The company’s loan book outstanding is expected to be ₹1,200 crore by end of FY23, up from ₹800 crore last fiscal. The total loan book is likely to touch ₹1,800-1,900 crore next fiscal.

According to Kuldip Maity, MD & CEO, VFS Capital, the company, which has been predominantly present in eastern and northeastern region is looking to foray into newer geographies to diversify its markets. It is also looking to diversify and add newer product categories to strengthen its non-qualifying assets portfolio, which includes loans other than microfinance.

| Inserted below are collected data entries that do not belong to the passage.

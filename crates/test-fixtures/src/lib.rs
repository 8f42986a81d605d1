//! Shared test doubles for the Ahoy workspace: a settable clock, scripted
//! id sources, and a transport that records requests and replays scripted
//! responses.

use std::collections::VecDeque;
use std::sync::atomic::{AtomicUsize, Ordering};
use std::sync::Arc;

use async_trait::async_trait;
use chrono::{DateTime, Duration, TimeZone, Utc};
use parking_lot::Mutex;

use ahoy_core::errors::TransportError;
use ahoy_core::{
    AhoyConfig, ApplicationEnvironment, Clock, DeviceIdProvider, HttpRequest, HttpResponse,
    IdGenerator, Transport,
};

pub const VISITOR_UUID: &str = "EB4DCB73-2B32-52CD-A2CF-AD7948674B22";
pub const VISIT_UUID_1: &str = "B054681C-100B-46FE-94A0-7AACA78116CB";
pub const VISIT_UUID_2: &str = "4D02659F-6030-4C9A-B63F-9E322127C42B";
pub const VISIT_UUID_3: &str = "98C44594-050F-4DEF-80AF-AB723472469B";

/// Config used across client tests: one hour visits, custom paths.
pub fn test_config() -> AhoyConfig {
    let mut config = AhoyConfig::new(
        "https://ahoy.com",
        ApplicationEnvironment::new("iOS", "9.9.99", "16.0.2"),
    );
    config.ahoy_path = "test-ahoy".to_string();
    config.events_path = "my-events".to_string();
    config.visits_path = "my-visits".to_string();
    config.visit_duration_secs = Some(3_600);
    config.retry.initial_backoff_ms = 10;
    config.retry.max_backoff_ms = 100;
    config
}

// ─── Clock ─────────────────────────────────────────────────

/// Clock that only moves when told to. Clones share the same time.
#[derive(Debug, Clone)]
pub struct ManualClock {
    now: Arc<Mutex<DateTime<Utc>>>,
}

impl ManualClock {
    pub fn new(start: DateTime<Utc>) -> Self {
        Self {
            now: Arc::new(Mutex::new(start)),
        }
    }

    /// Clock starting at the unix epoch.
    pub fn epoch() -> Self {
        Self::new(epoch_plus(0))
    }

    pub fn set(&self, at: DateTime<Utc>) {
        *self.now.lock() = at;
    }

    /// Jump to `secs` seconds after the epoch.
    pub fn set_secs(&self, secs: i64) {
        self.set(epoch_plus(secs));
    }

    pub fn advance(&self, by: Duration) {
        let mut now = self.now.lock();
        *now += by;
    }
}

impl Clock for ManualClock {
    fn now(&self) -> DateTime<Utc> {
        *self.now.lock()
    }
}

pub fn epoch_plus(secs: i64) -> DateTime<Utc> {
    Utc.timestamp_opt(secs, 0)
        .single()
        .expect("timestamp in range")
}

// ─── Ids ───────────────────────────────────────────────────

/// Returns the same id until changed, and counts how often it was asked.
#[derive(Debug, Clone)]
pub struct ScriptedIds {
    next: Arc<Mutex<String>>,
    calls: Arc<AtomicUsize>,
}

impl ScriptedIds {
    pub fn fixed(id: impl Into<String>) -> Self {
        Self {
            next: Arc::new(Mutex::new(id.into())),
            calls: Arc::new(AtomicUsize::new(0)),
        }
    }

    pub fn set(&self, id: impl Into<String>) {
        *self.next.lock() = id.into();
    }

    pub fn calls(&self) -> usize {
        self.calls.load(Ordering::SeqCst)
    }
}

impl IdGenerator for ScriptedIds {
    fn generate(&self) -> String {
        self.calls.fetch_add(1, Ordering::SeqCst);
        self.next.lock().clone()
    }
}

/// Issues `prefix-1`, `prefix-2`, ...
#[derive(Debug, Clone)]
pub struct SequentialIds {
    prefix: String,
    counter: Arc<AtomicUsize>,
}

impl SequentialIds {
    pub fn new(prefix: impl Into<String>) -> Self {
        Self {
            prefix: prefix.into(),
            counter: Arc::new(AtomicUsize::new(0)),
        }
    }
}

impl IdGenerator for SequentialIds {
    fn generate(&self) -> String {
        let n = self.counter.fetch_add(1, Ordering::SeqCst) + 1;
        format!("{}-{n}", self.prefix)
    }
}

/// Device id provider with a fixed answer.
#[derive(Debug, Clone)]
pub struct FixedDeviceId(pub Option<String>);

impl FixedDeviceId {
    pub fn some(id: impl Into<String>) -> Self {
        Self(Some(id.into()))
    }

    pub fn none() -> Self {
        Self(None)
    }
}

impl DeviceIdProvider for FixedDeviceId {
    fn device_id(&self) -> Option<String> {
        self.0.clone()
    }
}

// ─── Transport ─────────────────────────────────────────────

/// Records every submitted request. Scripted responses are returned in FIFO
/// order; once the script is empty the request body is echoed back with 200,
/// which is what a well-behaved collector does for visit confirmation.
#[derive(Debug, Clone, Default)]
pub struct RecordingTransport {
    requests: Arc<Mutex<Vec<HttpRequest>>>,
    script: Arc<Mutex<VecDeque<Result<HttpResponse, TransportError>>>>,
}

impl RecordingTransport {
    pub fn new() -> Self {
        Self::default()
    }

    pub fn push_response(&self, status: u16, body: impl Into<Vec<u8>>) {
        self.script
            .lock()
            .push_back(Ok(HttpResponse::new(status, body)));
    }

    pub fn push_error(&self, error: TransportError) {
        self.script.lock().push_back(Err(error));
    }

    pub fn requests(&self) -> Vec<HttpRequest> {
        self.requests.lock().clone()
    }

    pub fn last_request(&self) -> Option<HttpRequest> {
        self.requests.lock().last().cloned()
    }

    pub fn request_count(&self) -> usize {
        self.requests.lock().len()
    }

    pub fn clear(&self) {
        self.requests.lock().clear();
        self.script.lock().clear();
    }
}

#[async_trait]
impl Transport for RecordingTransport {
    async fn submit(&self, request: HttpRequest) -> Result<HttpResponse, TransportError> {
        let echo = request.body.clone();
        self.requests.lock().push(request);
        let scripted = self.script.lock().pop_front();
        scripted.unwrap_or_else(|| Ok(HttpResponse::new(200, echo)))
    }
}

/// Transport whose requests never complete. For cancellation tests.
#[derive(Debug, Clone, Default)]
pub struct PendingTransport {
    submitted: Arc<AtomicUsize>,
}

impl PendingTransport {
    pub fn submitted(&self) -> usize {
        self.submitted.load(Ordering::SeqCst)
    }
}

#[async_trait]
impl Transport for PendingTransport {
    async fn submit(&self, _request: HttpRequest) -> Result<HttpResponse, TransportError> {
        self.submitted.fetch_add(1, Ordering::SeqCst);
        std::future::pending().await
    }
}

“We are currently present in 14 States, we are looking to add Rajasthan this month and two more including Haryana and Uttarakhand early next fiscal. We planned to add 35 new branches this year of which we have already opened 15 so far and the remaining is expected to come up soon,” Maity told businessline, on the sidelines of a recent summit on microfinance in the city.

Qualifying assets

It is to be noted that under the earlier qualifying assets criteria, an NBFC-MFI was required to have minimum 85 per cent of its net assets as ‘qualifying assets’ which is essentially microfinance loans. However, RBI recently modified the guidelines following which the minimum requirement of microfinance loans for NBFC-MFIs stands revised to 75 per cent of the total assets. This allows MFIs to give non-microfinance loans to the tune of upto 25 per cent.

VFS Capital is looking to diversify into gold loan and home improvement loans among others. It has also tied up with SIDBI for lending to MSMEs by providing loans ranging from ₹50,000-5 lakh at affordable rates.

According to SIDBI, women entrepreneurs account for approximately 20 per cent of the total proprietary concerns in India and the addressable credit demand in micro segment is close to ₹11.9 trillion. Cost of micro credit to the segment remains on higher side.

“We have started lending under the scheme from around 50 of our branches and plan to add another 50 branches moving forward. We are looking to disburse close to ₹30-40 crore under the scheme,” he said.

VFS, Maity said, is looking to raise equity worth ₹80-100 crore and debt to the tune of ₹1,400-1,500 crore during 2023-24 to support its growth needs.